Exercise objective:
Once you find the line with "no keys held." in the entries below, return exactly every line from it through the line with "pub fn matches(&self, key: &str, held: &KeyState)".

-------- Given data

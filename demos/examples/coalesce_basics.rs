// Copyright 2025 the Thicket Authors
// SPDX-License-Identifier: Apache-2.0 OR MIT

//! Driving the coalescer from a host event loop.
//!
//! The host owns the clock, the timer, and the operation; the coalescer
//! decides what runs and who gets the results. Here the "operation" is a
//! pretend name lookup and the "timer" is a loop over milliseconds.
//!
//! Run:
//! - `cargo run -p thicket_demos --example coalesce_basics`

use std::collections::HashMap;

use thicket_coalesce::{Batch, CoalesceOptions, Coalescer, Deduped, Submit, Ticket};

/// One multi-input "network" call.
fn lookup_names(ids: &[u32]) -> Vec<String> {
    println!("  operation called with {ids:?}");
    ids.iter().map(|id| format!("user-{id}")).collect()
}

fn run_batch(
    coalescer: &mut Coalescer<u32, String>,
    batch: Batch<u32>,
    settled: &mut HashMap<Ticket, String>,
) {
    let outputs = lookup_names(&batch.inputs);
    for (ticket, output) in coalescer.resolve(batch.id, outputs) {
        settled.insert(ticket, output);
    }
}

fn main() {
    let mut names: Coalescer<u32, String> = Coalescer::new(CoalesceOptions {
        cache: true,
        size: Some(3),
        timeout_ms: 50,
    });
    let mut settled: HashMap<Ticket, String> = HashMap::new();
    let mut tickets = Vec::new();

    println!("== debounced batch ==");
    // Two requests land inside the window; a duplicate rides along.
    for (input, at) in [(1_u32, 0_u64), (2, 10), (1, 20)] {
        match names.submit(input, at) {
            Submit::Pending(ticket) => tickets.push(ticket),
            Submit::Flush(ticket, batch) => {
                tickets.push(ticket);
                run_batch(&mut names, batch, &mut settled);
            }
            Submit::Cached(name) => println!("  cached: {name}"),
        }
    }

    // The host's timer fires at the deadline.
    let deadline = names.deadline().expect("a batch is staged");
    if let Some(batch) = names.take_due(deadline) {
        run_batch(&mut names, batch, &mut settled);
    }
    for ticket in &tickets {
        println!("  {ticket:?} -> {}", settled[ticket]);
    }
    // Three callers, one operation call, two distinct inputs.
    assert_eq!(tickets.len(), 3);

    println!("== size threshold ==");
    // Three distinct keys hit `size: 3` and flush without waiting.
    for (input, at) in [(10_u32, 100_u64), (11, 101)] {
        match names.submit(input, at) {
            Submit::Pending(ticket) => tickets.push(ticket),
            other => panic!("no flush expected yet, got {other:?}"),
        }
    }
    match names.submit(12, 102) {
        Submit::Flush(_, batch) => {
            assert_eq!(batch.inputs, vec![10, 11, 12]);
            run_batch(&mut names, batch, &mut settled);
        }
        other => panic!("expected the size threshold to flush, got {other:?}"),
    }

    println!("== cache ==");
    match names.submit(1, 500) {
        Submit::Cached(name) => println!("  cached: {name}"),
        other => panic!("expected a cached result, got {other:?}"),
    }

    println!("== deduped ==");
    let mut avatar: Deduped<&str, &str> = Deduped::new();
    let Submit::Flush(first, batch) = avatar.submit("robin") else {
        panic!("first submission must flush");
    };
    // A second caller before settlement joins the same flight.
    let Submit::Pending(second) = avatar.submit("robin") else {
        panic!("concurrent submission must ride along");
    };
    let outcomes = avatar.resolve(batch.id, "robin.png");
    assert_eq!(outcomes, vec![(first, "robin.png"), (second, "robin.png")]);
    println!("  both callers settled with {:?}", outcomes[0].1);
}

----------------
-------- Given data

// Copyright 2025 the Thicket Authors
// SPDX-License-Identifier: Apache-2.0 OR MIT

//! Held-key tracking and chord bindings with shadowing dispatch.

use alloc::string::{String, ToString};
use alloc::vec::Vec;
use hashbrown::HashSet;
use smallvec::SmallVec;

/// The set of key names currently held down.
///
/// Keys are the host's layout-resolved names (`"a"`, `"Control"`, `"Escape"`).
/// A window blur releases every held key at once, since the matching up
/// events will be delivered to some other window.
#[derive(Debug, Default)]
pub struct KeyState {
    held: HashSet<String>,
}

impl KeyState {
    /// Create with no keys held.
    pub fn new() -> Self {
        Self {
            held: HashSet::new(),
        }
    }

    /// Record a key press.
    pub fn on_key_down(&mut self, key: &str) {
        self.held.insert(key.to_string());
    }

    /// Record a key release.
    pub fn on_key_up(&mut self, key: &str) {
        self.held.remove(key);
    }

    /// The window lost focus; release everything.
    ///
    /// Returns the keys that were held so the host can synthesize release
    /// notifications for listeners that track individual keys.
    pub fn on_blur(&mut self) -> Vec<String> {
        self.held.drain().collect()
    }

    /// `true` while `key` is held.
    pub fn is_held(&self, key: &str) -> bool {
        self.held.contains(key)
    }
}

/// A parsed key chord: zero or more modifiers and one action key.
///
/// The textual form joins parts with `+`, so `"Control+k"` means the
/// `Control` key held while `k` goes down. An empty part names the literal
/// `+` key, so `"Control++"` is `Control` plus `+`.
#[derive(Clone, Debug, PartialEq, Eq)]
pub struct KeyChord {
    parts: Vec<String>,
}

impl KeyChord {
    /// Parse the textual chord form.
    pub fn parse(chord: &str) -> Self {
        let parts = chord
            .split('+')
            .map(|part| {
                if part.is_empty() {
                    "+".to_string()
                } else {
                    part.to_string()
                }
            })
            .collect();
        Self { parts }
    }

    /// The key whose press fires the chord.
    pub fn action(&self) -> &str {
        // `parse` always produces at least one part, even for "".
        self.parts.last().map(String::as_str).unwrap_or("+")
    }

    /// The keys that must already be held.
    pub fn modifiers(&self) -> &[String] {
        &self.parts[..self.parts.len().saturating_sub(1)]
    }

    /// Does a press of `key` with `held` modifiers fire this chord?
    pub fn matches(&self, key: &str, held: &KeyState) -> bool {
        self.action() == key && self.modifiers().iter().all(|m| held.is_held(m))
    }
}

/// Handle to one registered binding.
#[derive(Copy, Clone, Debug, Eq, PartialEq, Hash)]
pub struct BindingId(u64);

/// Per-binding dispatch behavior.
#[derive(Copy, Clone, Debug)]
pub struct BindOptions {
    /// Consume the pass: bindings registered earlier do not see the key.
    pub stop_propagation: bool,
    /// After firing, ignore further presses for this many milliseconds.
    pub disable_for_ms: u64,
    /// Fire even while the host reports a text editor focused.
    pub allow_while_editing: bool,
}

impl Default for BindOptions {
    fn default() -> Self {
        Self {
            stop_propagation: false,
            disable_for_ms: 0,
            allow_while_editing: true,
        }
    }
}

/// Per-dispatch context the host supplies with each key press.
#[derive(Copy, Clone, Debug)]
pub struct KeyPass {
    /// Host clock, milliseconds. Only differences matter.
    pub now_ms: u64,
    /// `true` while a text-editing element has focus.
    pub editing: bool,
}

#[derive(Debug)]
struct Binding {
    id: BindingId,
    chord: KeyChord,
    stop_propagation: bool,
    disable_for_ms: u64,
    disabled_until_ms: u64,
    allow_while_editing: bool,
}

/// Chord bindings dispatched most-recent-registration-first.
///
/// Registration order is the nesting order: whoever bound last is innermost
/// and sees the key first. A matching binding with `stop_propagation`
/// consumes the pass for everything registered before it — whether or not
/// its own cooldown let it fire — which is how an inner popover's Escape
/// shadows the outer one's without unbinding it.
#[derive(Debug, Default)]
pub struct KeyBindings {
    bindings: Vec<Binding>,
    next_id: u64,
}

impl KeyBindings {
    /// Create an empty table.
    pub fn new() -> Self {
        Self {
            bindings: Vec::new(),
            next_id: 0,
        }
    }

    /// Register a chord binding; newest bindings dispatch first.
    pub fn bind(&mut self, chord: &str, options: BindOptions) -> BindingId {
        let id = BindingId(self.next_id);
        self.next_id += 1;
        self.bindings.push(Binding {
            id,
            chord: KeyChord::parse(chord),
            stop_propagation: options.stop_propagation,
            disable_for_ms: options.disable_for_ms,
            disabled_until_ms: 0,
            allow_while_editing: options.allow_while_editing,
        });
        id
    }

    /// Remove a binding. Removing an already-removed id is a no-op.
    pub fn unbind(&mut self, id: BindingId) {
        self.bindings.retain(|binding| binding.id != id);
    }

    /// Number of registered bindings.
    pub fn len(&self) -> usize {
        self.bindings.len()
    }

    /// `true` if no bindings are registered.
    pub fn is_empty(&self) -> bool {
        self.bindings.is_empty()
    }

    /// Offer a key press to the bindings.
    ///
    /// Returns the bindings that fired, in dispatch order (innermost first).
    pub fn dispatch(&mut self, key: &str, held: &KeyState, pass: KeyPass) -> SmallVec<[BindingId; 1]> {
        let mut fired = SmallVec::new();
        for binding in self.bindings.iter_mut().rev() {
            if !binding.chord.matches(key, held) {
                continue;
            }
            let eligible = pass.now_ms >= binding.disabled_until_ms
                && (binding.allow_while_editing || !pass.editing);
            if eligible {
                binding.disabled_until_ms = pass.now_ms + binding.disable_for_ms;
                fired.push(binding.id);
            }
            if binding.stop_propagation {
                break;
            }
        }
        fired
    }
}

----------------

Final answer:
    /// Create with no keys held.
    pub fn new() -> Self {
        Self {
            held: HashSet::new(),
        }
    }

    /// Record a key press.
    pub fn on_key_down(&mut self, key: &str) {
        self.held.insert(key.to_string());
    }

    /// Record a key release.
    pub fn on_key_up(&mut self, key: &str) {
        self.held.remove(key);
    }

    /// The window lost focus; release everything.
    ///
    /// Returns the keys that were held so the host can synthesize release
    /// notifications for listeners that track individual keys.
    pub fn on_blur(&mut self) -> Vec<String> {
        self.held.drain().collect()
    }

    /// `true` while `key` is held.
    pub fn is_held(&self, key: &str) -> bool {
        self.held.contains(key)
    }
}

/// A parsed key chord: zero or more modifiers and one action key.
///
/// The textual form joins parts with `+`, so `"Control+k"` means the
/// `Control` key held while `k` goes down. An empty part names the literal
/// `+` key, so `"Control++"` is `Control` plus `+`.
#[derive(Clone, Debug, PartialEq, Eq)]
pub struct KeyChord {
    parts: Vec<String>,
}

impl KeyChord {
    /// Parse the textual chord form.
    pub fn parse(chord: &str) -> Self {
        let parts = chord
            .split('+')
            .map(|part| {
                if part.is_empty() {
                    "+".to_string()
                } else {
                    part.to_string()
                }
            })
            .collect();
        Self { parts }
    }

    /// The key whose press fires the chord.
    pub fn action(&self) -> &str {
        // `parse` always produces at least one part, even for "".
        self.parts.last().map(String::as_str).unwrap_or("+")
    }

    /// The keys that must already be held.
    pub fn modifiers(&self) -> &[String] {
        &self.parts[..self.parts.len().saturating_sub(1)]
    }

    /// Does a press of `key` with `held` modifiers fire this chord?
    pub fn matches(&self, key: &str, held: &KeyState) -> bool {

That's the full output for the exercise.